- Opening Delimiter -

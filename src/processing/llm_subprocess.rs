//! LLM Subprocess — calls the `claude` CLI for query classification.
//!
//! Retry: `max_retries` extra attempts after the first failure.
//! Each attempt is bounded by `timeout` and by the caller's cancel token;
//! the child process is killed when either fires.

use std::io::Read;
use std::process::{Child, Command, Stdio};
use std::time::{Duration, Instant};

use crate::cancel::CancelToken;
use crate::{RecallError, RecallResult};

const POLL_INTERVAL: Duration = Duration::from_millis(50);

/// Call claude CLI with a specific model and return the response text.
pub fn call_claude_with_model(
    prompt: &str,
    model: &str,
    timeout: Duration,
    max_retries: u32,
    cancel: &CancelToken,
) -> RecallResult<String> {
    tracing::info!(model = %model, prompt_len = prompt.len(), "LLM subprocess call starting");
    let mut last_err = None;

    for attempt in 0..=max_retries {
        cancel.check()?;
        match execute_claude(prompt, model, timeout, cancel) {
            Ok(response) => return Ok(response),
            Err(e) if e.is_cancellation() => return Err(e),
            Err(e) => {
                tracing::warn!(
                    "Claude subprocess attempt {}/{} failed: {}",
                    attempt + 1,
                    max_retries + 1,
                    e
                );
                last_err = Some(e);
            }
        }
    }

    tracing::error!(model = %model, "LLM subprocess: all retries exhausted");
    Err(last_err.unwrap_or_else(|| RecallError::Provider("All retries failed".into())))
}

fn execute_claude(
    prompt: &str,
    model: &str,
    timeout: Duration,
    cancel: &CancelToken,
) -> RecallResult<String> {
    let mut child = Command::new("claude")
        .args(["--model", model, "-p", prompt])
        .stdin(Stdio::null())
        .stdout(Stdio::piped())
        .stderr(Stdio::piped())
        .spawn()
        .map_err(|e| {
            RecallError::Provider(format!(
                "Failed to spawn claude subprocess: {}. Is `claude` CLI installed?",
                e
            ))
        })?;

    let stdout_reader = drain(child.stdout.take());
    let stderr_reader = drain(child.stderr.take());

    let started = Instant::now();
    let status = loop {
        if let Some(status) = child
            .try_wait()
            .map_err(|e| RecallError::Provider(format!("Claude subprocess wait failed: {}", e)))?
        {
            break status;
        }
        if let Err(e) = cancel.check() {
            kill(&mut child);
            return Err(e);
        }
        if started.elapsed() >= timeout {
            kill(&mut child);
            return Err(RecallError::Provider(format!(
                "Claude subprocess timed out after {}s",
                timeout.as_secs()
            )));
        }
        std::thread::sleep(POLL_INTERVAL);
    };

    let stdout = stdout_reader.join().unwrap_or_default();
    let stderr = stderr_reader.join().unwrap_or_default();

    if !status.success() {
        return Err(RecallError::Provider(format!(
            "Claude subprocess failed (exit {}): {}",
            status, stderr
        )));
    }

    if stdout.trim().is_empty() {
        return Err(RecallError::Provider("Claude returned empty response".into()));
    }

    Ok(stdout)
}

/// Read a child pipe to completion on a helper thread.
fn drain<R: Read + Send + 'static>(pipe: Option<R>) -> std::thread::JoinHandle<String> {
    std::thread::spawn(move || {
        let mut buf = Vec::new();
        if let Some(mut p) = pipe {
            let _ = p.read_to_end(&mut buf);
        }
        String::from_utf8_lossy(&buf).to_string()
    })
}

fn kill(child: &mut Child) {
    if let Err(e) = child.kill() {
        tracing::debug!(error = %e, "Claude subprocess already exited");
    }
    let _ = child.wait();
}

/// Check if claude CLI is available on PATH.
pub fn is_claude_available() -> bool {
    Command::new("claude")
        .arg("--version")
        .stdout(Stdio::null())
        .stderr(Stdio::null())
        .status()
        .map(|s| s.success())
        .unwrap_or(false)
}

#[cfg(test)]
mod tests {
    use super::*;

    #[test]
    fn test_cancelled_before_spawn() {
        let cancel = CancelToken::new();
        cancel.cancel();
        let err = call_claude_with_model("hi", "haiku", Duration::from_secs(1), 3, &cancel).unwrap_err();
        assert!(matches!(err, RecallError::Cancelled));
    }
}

- Closing Delimiter -
- Opening Delimiter -

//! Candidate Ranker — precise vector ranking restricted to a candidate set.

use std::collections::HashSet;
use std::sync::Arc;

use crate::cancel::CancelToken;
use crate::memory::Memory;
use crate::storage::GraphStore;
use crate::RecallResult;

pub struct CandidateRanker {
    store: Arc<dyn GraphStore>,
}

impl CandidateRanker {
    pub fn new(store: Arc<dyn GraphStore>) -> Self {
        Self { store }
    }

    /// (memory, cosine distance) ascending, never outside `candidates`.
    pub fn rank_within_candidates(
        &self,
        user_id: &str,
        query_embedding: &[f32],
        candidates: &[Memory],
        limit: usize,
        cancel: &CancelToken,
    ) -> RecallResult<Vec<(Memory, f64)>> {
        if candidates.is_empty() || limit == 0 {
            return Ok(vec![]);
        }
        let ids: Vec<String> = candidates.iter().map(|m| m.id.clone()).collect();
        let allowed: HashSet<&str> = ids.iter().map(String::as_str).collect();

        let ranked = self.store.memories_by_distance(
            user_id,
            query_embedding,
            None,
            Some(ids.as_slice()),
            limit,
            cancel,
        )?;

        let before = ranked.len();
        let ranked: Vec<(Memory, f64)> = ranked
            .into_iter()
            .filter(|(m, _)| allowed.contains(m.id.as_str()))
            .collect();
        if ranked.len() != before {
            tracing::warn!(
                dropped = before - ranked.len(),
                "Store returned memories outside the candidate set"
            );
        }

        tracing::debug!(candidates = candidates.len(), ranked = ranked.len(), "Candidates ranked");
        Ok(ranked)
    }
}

- Closing Delimiter -

*TASK INSTRUCTIONS*:
In the lines above, locate the string "started". Copy every line where it occurs.

*SOLUTION FOR THIS EXERCISE*:
    let started = Instant::now();
        if started.elapsed() >= timeout {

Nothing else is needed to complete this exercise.